The task - Scan the data below and work out how many of its lines contain the word "allowed". Give only that number.

Data -
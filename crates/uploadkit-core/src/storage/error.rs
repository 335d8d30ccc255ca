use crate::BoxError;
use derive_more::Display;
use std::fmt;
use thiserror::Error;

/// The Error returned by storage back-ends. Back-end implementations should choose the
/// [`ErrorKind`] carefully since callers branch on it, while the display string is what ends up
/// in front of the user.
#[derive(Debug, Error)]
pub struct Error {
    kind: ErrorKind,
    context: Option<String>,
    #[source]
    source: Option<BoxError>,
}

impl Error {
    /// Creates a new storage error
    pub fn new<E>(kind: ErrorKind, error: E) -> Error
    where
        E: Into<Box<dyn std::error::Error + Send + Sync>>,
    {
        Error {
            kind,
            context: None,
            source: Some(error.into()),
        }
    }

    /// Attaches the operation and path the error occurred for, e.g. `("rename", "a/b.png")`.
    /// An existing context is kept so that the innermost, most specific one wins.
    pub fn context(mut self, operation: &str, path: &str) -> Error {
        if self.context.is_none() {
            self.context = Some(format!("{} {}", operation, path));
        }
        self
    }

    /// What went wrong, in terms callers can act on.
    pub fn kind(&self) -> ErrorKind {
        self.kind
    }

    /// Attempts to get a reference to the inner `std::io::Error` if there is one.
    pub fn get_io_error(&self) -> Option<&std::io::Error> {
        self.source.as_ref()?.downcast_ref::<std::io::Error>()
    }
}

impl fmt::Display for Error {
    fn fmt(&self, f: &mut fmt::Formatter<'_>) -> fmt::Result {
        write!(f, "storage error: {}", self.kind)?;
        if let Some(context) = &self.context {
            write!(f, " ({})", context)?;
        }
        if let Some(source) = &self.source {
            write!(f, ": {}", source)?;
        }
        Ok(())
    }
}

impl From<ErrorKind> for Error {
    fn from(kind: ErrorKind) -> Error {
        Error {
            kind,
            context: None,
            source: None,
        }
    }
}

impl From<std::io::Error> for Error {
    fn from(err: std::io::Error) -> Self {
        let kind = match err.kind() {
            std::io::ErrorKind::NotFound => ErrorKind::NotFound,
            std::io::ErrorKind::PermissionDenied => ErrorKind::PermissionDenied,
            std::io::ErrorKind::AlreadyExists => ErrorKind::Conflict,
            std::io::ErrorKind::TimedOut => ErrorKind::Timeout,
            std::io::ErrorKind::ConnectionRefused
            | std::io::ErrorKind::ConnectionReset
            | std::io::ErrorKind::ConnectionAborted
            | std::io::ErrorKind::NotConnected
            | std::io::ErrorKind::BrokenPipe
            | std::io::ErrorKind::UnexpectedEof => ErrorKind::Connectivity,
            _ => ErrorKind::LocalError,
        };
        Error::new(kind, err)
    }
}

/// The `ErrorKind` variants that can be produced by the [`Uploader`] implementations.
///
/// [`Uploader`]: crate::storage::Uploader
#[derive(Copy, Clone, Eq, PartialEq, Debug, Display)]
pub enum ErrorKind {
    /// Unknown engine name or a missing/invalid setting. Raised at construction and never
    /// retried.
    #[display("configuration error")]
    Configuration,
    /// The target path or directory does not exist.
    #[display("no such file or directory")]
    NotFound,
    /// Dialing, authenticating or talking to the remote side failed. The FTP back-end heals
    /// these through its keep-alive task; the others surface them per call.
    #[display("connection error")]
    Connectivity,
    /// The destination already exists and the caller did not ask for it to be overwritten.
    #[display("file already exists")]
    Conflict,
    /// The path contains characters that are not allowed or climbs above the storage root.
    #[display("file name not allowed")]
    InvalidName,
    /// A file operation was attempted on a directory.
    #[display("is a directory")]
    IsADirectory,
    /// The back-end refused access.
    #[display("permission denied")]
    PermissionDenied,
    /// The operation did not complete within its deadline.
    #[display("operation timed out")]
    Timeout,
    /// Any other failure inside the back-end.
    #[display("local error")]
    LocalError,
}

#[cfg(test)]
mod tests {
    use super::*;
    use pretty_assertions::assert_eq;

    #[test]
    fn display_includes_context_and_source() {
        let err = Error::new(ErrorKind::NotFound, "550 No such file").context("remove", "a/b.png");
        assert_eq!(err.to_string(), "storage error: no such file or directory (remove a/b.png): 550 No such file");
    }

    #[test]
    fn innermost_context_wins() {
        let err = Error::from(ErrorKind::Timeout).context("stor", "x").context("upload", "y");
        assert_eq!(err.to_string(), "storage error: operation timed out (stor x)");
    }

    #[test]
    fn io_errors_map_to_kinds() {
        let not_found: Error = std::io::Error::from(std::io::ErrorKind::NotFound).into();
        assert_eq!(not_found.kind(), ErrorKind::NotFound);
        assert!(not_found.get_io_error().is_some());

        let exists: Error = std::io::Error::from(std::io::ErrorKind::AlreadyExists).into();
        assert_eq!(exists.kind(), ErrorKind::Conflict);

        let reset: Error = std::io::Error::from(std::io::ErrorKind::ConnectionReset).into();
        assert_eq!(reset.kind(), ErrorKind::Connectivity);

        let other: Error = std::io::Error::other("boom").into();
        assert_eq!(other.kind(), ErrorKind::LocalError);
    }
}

* * *

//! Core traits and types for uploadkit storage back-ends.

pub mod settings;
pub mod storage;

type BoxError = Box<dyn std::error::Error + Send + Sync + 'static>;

Problem solution - 2